● Action item:
The result should be every line of the listing that contains "produced".

● Given records:
┄┄┄┄┄┄┄┄┄┄┄┄┄┄┄┄┄┄┄┄

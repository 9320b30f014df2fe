//
//  codeship
//  error.rs
//

//! Error Types for CodeShip API Operations
//!
//! This module defines the single error type used throughout the crate.
//! Every fallible operation returns [`Error`], so callers can branch on the
//! failure kind programmatically instead of parsing message strings.
//!
//! # Overview
//!
//! Errors fall into three groups:
//!
//! - **Configuration**: [`Error::Config`], [`Error::ClientNotBound`],
//!   [`Error::OrganizationNotFound`] — the client or handle was set up
//!   incorrectly; no network activity took place.
//! - **Pipeline**: [`Error::Encoding`], [`Error::Authentication`],
//!   [`Error::Transport`], [`Error::BodyRead`], [`Error::Decoding`] —
//!   a step of the request pipeline failed; the underlying cause is
//!   preserved as a `source`.
//! - **Status**: [`Error::InvalidCredentials`],
//!   [`Error::InsufficientPermissions`], [`Error::ServerError`],
//!   [`Error::UnexpectedStatus`] — the server answered with a non-success
//!   status code; the literal code is part of the message.
//!
//! # Example
//!
//! ```rust
//! use codeship::Error;
//!
//! fn describe(err: &Error) -> &'static str {
//!     match err {
//!         Error::InvalidCredentials(_) => "re-authenticate and try again",
//!         Error::InsufficientPermissions(_) => "ask an admin for access",
//!         Error::ServerError(_) => "the service is having a bad day",
//!         Error::Transport(_) => "check your network connection",
//!         _ => "see the error chain for details",
//!     }
//! }
//! ```
//!
//! # Notes
//!
//! - Nothing in this crate panics on failure; every error is an ordinary
//!   `Err` return.
//! - For unmapped status codes the response body is included verbatim in
//!   the message so unanticipated server behavior can be diagnosed. Bodies
//!   of 5xx responses are deliberately not echoed.

use thiserror::Error;

/// Convenience alias used by every fallible operation in the crate.
pub type Result<T> = std::result::Result<T, Error>;

/// Unified error type for all CodeShip API operations.
///
/// Implements the standard `Error` trait via `thiserror`; variants that
/// wrap a lower-level failure expose it through `source()`.
///
/// # Variants
///
/// | Variant | Meaning | HTTP status |
/// |---------|---------|-------------|
/// | `Config` | Client was misconfigured at build time | N/A |
/// | `ClientNotBound` | Organization handle outlived its client | N/A |
/// | `OrganizationNotFound` | Name not present in the authenticated scopes | N/A |
/// | `Encoding` | Request payload could not be serialized | N/A |
/// | `Authentication` | Credential refresh failed | N/A |
/// | `Transport` | Network-level send failure | N/A |
/// | `BodyRead` | Response body could not be read | N/A |
/// | `Decoding` | Response JSON did not match the expected shape | N/A |
/// | `InvalidCredentials` | Token rejected | 401 |
/// | `InsufficientPermissions` | Token lacks the required scope | 403 |
/// | `ServerError` | Service-side failure | 5xx |
/// | `UnexpectedStatus` | Any other non-success status | other |
#[derive(Error, Debug)]
pub enum Error {
    /// The client was configured with invalid settings.
    ///
    /// Returned by [`ClientBuilder::build`](crate::ClientBuilder::build) for
    /// missing credentials, an unparseable base URL, or a transport that
    /// could not be constructed.
    #[error("invalid client configuration: {0}")]
    Config(String),

    /// The organization handle has no live client behind it.
    ///
    /// An [`Organization`](crate::Organization) keeps a non-owning
    /// reference to its [`Client`](crate::Client); once the client is
    /// dropped every operation on the handle fails with this error before
    /// any network activity.
    #[error("client not instantiated")]
    ClientNotBound,

    /// No organization with the given name is visible to the
    /// authenticated user.
    #[error("organization '{0}' not authorized")]
    OrganizationNotFound(String),

    /// The request payload could not be serialized to JSON.
    ///
    /// The request is aborted before anything is sent.
    #[error("failed to encode request parameters")]
    Encoding(#[source] serde_json::Error),

    /// Obtaining a fresh access token failed.
    ///
    /// Wraps the error produced by the authentication round trip. The
    /// previously cached authentication state, if any, is left untouched.
    #[error("authentication failed")]
    Authentication(#[source] Box<Error>),

    /// The request could not be delivered.
    ///
    /// Connection refused, DNS failure, TLS failure, timeout — anything
    /// the transport reports before a status line is available.
    #[error("HTTP request failed")]
    Transport(#[source] reqwest::Error),

    /// The response body could not be read to completion.
    #[error("could not read response body")]
    BodyRead(#[source] reqwest::Error),

    /// The response body did not deserialize into the expected type.
    ///
    /// Only produced by the typed endpoint helpers; the core pipeline
    /// hands bytes back uninterpreted.
    #[error("failed to decode response body")]
    Decoding(#[source] serde_json::Error),

    /// The server rejected the access token (HTTP 401).
    #[error("HTTP status {0}: invalid credentials")]
    InvalidCredentials(u16),

    /// The token is valid but lacks permission (HTTP 403).
    #[error("HTTP status {0}: insufficient permissions")]
    InsufficientPermissions(u16),

    /// The service failed internally (HTTP 5xx).
    ///
    /// The response body is intentionally not echoed for server errors.
    #[error("HTTP status {0}: server error")]
    ServerError(u16),

    /// Any status code outside the explicit success and error mappings.
    ///
    /// Covers unmapped 4xx, redirects and surprising 2xx codes. The body
    /// is carried verbatim so the caller can see what the server actually
    /// said.
    #[error("HTTP status {status}: content {body:?}")]
    UnexpectedStatus {
        /// The numeric HTTP status code.
        status: u16,
        /// The full response body as text.
        body: String,
    },
}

┄┄┄┄┄┄┄┄┄┄┄┄┄┄┄┄┄┄┄┄

● Response to the task:
    /// Wraps the error produced by the authentication round trip. The
    /// Only produced by the typed endpoint helpers; the core pipeline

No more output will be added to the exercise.